> Problem
This exercise asks for every line of the material that contains the word "impl".

═══

//! Error types for the fetch pipeline.

use std::io;

use plfm_retryable_http::TransportError;
use plfm_span_index::{Digest, DigestError, IndexError};
use reqwest::StatusCode;
use thiserror::Error;

/// Errors from parsing an image reference.
#[derive(Debug, Error, Clone, PartialEq, Eq)]
pub enum ReferenceError {
    #[error("reference cannot be empty")]
    Empty,

    /// The first path component is not a registry host.
    #[error("reference '{0}' does not name a registry host")]
    MissingHost(String),

    #[error("invalid repository name '{0}'")]
    InvalidRepository(String),

    #[error("invalid tag '{0}'")]
    InvalidTag(String),

    #[error("invalid digest in reference '{reference}': {source}")]
    InvalidDigest {
        reference: String,
        #[source]
        source: DigestError,
    },
}

/// Errors from talking to a registry.
#[derive(Debug, Error)]
pub enum RegistryError {
    #[error(transparent)]
    Transport(#[from] TransportError),

    #[error(transparent)]
    Reference(#[from] ReferenceError),

    #[error("{reference}: not found")]
    NotFound { reference: String },

    #[error("{method} {url}: unexpected status {status}")]
    Status {
        method: reqwest::Method,
        url: String,
        status: StatusCode,
    },

    #[error("authentication against {realm} failed: {reason}")]
    Auth { realm: String, reason: String },

    #[error("failed to look up credentials for {host}: {reason}")]
    Credentials { host: String, reason: String },

    #[error("invalid registry url '{0}'")]
    Url(String),

    /// Resolution refuses manifests above the size ceiling.
    #[error("{reference} is {size} bytes, exceeds limit of {limit} bytes")]
    TooLarge {
        reference: String,
        size: u64,
        limit: u64,
    },

    #[error("registry returned digest {actual} for {expected}")]
    DigestMismatch { expected: Digest, actual: String },

    #[error(transparent)]
    Digest(#[from] DigestError),

    #[error("failed to read response body: {0}")]
    Body(#[source] reqwest::Error),

    #[error("JSON error: {0}")]
    Json(#[from] serde_json::Error),
}

/// Errors from a content store.
#[derive(Debug, Error)]
pub enum StoreError {
    /// The digest is not present. Not a failure for local lookups.
    #[error("content {0} not found")]
    NotFound(Digest),

    #[error("I/O error: {0}")]
    Io(#[source] io::Error),

    /// Content failed verification against its descriptor.
    #[error(transparent)]
    Verify(#[from] DigestError),

    #[error(transparent)]
    Registry(#[from] RegistryError),
}

impl StoreError {
    pub fn is_not_found(&self) -> bool {
        match self {
            StoreError::NotFound(_) => true,
            StoreError::Registry(RegistryError::NotFound { .. }) => true,
            _ => false,
        }
    }
}

impl From<io::Error> for StoreError {
    /// Verification failures surface from readers as `InvalidData` I/O errors
    /// carrying a [`DigestError`]; unwrap them back into [`StoreError::Verify`].
    fn from(err: io::Error) -> Self {
        match err.get_ref().and_then(|inner| inner.downcast_ref::<DigestError>()) {
            Some(digest_err) => StoreError::Verify(digest_err.clone()),
            None => StoreError::Io(err),
        }
    }
}

/// Errors from fetching and materializing artifacts.
#[derive(Debug, Error)]
pub enum FetchError {
    #[error("failed to parse image reference '{reference}'")]
    ReferenceParse {
        reference: String,
        #[source]
        source: ReferenceError,
    },

    #[error("failed to parse index digest '{digest}'")]
    DigestParse {
        digest: String,
        #[source]
        source: DigestError,
    },

    #[error("size of descriptor is 0; unable to resolve {reference}")]
    Resolution {
        reference: String,
        #[source]
        source: RegistryError,
    },

    #[error("unable to fetch {digest} from remote store")]
    RemoteFetch {
        digest: Digest,
        #[source]
        source: StoreError,
    },

    #[error("unable to store {digest} in local store")]
    LocalStore {
        digest: Digest,
        #[source]
        source: StoreError,
    },

    #[error("cannot parse index {digest}")]
    IndexParse {
        digest: Digest,
        #[source]
        source: IndexError,
    },

    #[error("failed to read {digest}")]
    Io {
        digest: Digest,
        #[source]
        source: io::Error,
    },

    /// First failure among the concurrent blob tasks.
    #[error("failed to materialize blob {digest}")]
    Blob {
        digest: Digest,
        #[source]
        source: Box<FetchError>,
    },

    /// Skipped because a sibling task had already failed or the caller gave up.
    #[error("fetch of {digest} cancelled")]
    Cancelled { digest: Digest },

    #[error("blob task panicked: {0}")]
    TaskJoin(#[from] tokio::task::JoinError),

    #[error("failed to set up registry client: {0}")]
    Client(#[from] TransportError),
}

impl FetchError {
    /// True for cancellations, including a blob failure that was only a cancellation.
    pub fn is_cancelled(&self) -> bool {
        match self {
            FetchError::Cancelled { .. } => true,
            FetchError::Blob { source, .. } => source.is_cancelled(),
            _ => false,
        }
    }
}

#[cfg(test)]
mod tests {
    use super::*;

    #[test]
    fn test_io_error_unwraps_digest_error() {
        let digest_err = DigestError::SizeMismatch {
            digest: "sha256:00".to_string(),
            expected: 4,
            actual: 5,
        };
        let io_err = io::Error::new(io::ErrorKind::InvalidData, digest_err.clone());

        match StoreError::from(io_err) {
            StoreError::Verify(err) => assert_eq!(err, digest_err),
            other => panic!("expected Verify, got {other:?}"),
        }
    }

    #[test]
    fn test_plain_io_error_stays_io() {
        let err = StoreError::from(io::Error::other("disk full"));
        assert!(matches!(err, StoreError::Io(_)));
        assert!(!err.is_not_found());
    }

    #[test]
    fn test_cancelled_is_seen_through_blob_wrapper() {
        let digest = Digest::sha256(b"blob");
        let err = FetchError::Blob {
            digest: digest.clone(),
            source: Box::new(FetchError::Cancelled { digest }),
        };
        assert!(err.is_cancelled());
    }
}
//! Lazy fetch configuration.

use std::collections::HashSet;
use std::path::PathBuf;
use std::time::Duration;

use anyhow::{Context, Result};
use plfm_retryable_http::{
    RetryConfig, RetryableClientConfig, TimeoutConfig, DEFAULT_DIAL_TIMEOUT_MS,
    DEFAULT_MAX_RETRIES, DEFAULT_MAX_WAIT_MS, DEFAULT_MIN_WAIT_MS, DEFAULT_REQUEST_TIMEOUT_MS,
    DEFAULT_RESPONSE_HEADER_TIMEOUT_MS,
};

use crate::auth;
use crate::materialize::MaterializeOptions;

const DEFAULT_STORE_DIR: &str = "/var/lib/ghost/lazy/content";

/// Lazy fetch configuration (env-driven).
#[derive(Debug, Clone)]
pub struct Config {
    /// Root of the local content store.
    pub store_dir: PathBuf,

    /// Transport timeouts and retry policy.
    pub http: RetryableClientConfig,

    /// Registry hosts reached over plain HTTP, besides loopback.
    pub plain_http: HashSet<String>,

    /// Docker client config used for registry credentials.
    pub docker_config: PathBuf,

    /// Log level (trace, debug, info, warn, error).
    pub log_level: String,
}

impl Config {
    /// Load configuration from environment variables.
    pub fn from_env() -> Result<Self> {
        Self::from_lookup(|key| std::env::var(key).ok())
    }

    /// Load configuration from an arbitrary variable lookup.
    pub fn from_lookup(var: impl Fn(&str) -> Option<String>) -> Result<Self> {
        let millis = |key: &str, default: u64| -> Result<Duration> {
            let ms = var(key)
                .map(|v| v.parse::<u64>())
                .transpose()
                .with_context(|| format!("{key} must be an integer (milliseconds)."))?
                .unwrap_or(default);
            Ok(Duration::from_millis(ms))
        };

        let store_dir = var("GHOST_LAZY_STORE_DIR")
            .map(PathBuf::from)
            .unwrap_or_else(|| PathBuf::from(DEFAULT_STORE_DIR));

        let timeout = TimeoutConfig {
            dial_timeout: millis("GHOST_HTTP_DIAL_TIMEOUT_MS", DEFAULT_DIAL_TIMEOUT_MS)?,
            response_header_timeout: millis(
                "GHOST_HTTP_RESPONSE_HEADER_TIMEOUT_MS",
                DEFAULT_RESPONSE_HEADER_TIMEOUT_MS,
            )?,
            request_timeout: millis("GHOST_HTTP_REQUEST_TIMEOUT_MS", DEFAULT_REQUEST_TIMEOUT_MS)?,
        };

        let max_retries: u32 = var("GHOST_HTTP_MAX_RETRIES")
            .map(|v| v.parse())
            .transpose()
            .context("GHOST_HTTP_MAX_RETRIES must be a non-negative integer.")?
            .unwrap_or(DEFAULT_MAX_RETRIES);

        let retry = RetryConfig {
            max_retries,
            min_wait: millis("GHOST_HTTP_MIN_WAIT_MS", DEFAULT_MIN_WAIT_MS)?,
            max_wait: millis("GHOST_HTTP_MAX_WAIT_MS", DEFAULT_MAX_WAIT_MS)?,
        };
        if retry.min_wait > retry.max_wait {
            anyhow::bail!("GHOST_HTTP_MIN_WAIT_MS must not exceed GHOST_HTTP_MAX_WAIT_MS.");
        }

        let plain_http = var("GHOST_REGISTRY_PLAIN_HTTP")
            .map(|v| {
                v.split(',')
                    .map(str::trim)
                    .filter(|h| !h.is_empty())
                    .map(str::to_string)
                    .collect()
            })
            .unwrap_or_default();

        let docker_config = match var("GHOST_DOCKER_CONFIG") {
            Some(path) => PathBuf::from(path),
            None => var("HOME")
                .map(|home| PathBuf::from(home).join(".docker/config.json"))
                .context("Missing docker config path. Set GHOST_DOCKER_CONFIG or HOME.")?,
        };

        let log_level = var("GHOST_LOG_LEVEL").unwrap_or_else(|| "info".to_string());

        Ok(Self {
            store_dir,
            http: RetryableClientConfig { timeout, retry },
            plain_http,
            docker_config,
            log_level,
        })
    }

    /// Materialization options backed by this configuration.
    pub fn materialize_options(&self) -> MaterializeOptions {
        MaterializeOptions {
            http: self.http,
            credentials: auth::docker_credentials(self.docker_config.clone()),
            plain_http: self.plain_http.clone(),
            ..MaterializeOptions::default()
        }
    }
}

#[cfg(test)]
mod tests {
    use std::collections::HashMap;

    use super::*;

    fn load(vars: &[(&str, &str)]) -> Result<Config> {
        let vars: HashMap<String, String> = vars
            .iter()
            .map(|(k, v)| (k.to_string(), v.to_string()))
            .collect();
        Config::from_lookup(|key| vars.get(key).cloned())
    }

    #[test]
    fn test_defaults() {
        let config = load(&[("HOME", "/home/ghost")]).unwrap();
        assert_eq!(config.store_dir, PathBuf::from(DEFAULT_STORE_DIR));
        assert_eq!(config.http, RetryableClientConfig::default());
        assert!(config.plain_http.is_empty());
        assert_eq!(
            config.docker_config,
            PathBuf::from("/home/ghost/.docker/config.json")
        );
        assert_eq!(config.log_level, "info");
    }

    #[test]
    fn test_overrides() {
        let config = load(&[
            ("GHOST_LAZY_STORE_DIR", "/tmp/content"),
            ("GHOST_HTTP_DIAL_TIMEOUT_MS", "100"),
            ("GHOST_HTTP_MAX_RETRIES", "2"),
            ("GHOST_HTTP_MIN_WAIT_MS", "5"),
            ("GHOST_HTTP_MAX_WAIT_MS", "50"),
            ("GHOST_REGISTRY_PLAIN_HTTP", "registry.local:5000, mirror.local ,"),
            ("GHOST_DOCKER_CONFIG", "/etc/ghost/docker.json"),
        ])
        .unwrap();

        assert_eq!(config.store_dir, PathBuf::from("/tmp/content"));
        assert_eq!(config.http.timeout.dial_timeout, Duration::from_millis(100));
        assert_eq!(config.http.retry.max_retries, 2);
        assert_eq!(config.http.retry.max_wait, Duration::from_millis(50));
        assert_eq!(config.plain_http.len(), 2);
        assert!(config.plain_http.contains("mirror.local"));
        assert_eq!(config.docker_config, PathBuf::from("/etc/ghost/docker.json"));
    }

    #[test]
    fn test_invalid_values_are_rejected() {
        assert!(load(&[("HOME", "/h"), ("GHOST_HTTP_MAX_RETRIES", "many")]).is_err());
        assert!(load(&[("HOME", "/h"), ("GHOST_HTTP_REQUEST_TIMEOUT_MS", "-1")]).is_err());
        assert!(load(&[
            ("HOME", "/h"),
            ("GHOST_HTTP_MIN_WAIT_MS", "100"),
            ("GHOST_HTTP_MAX_WAIT_MS", "10"),
        ])
        .is_err());
    }
}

═══

> Task solution
impl StoreError {
impl From<io::Error> for StoreError {
impl FetchError {
impl Config {
    pub fn from_lookup(var: impl Fn(&str) -> Option<String>) -> Result<Self> {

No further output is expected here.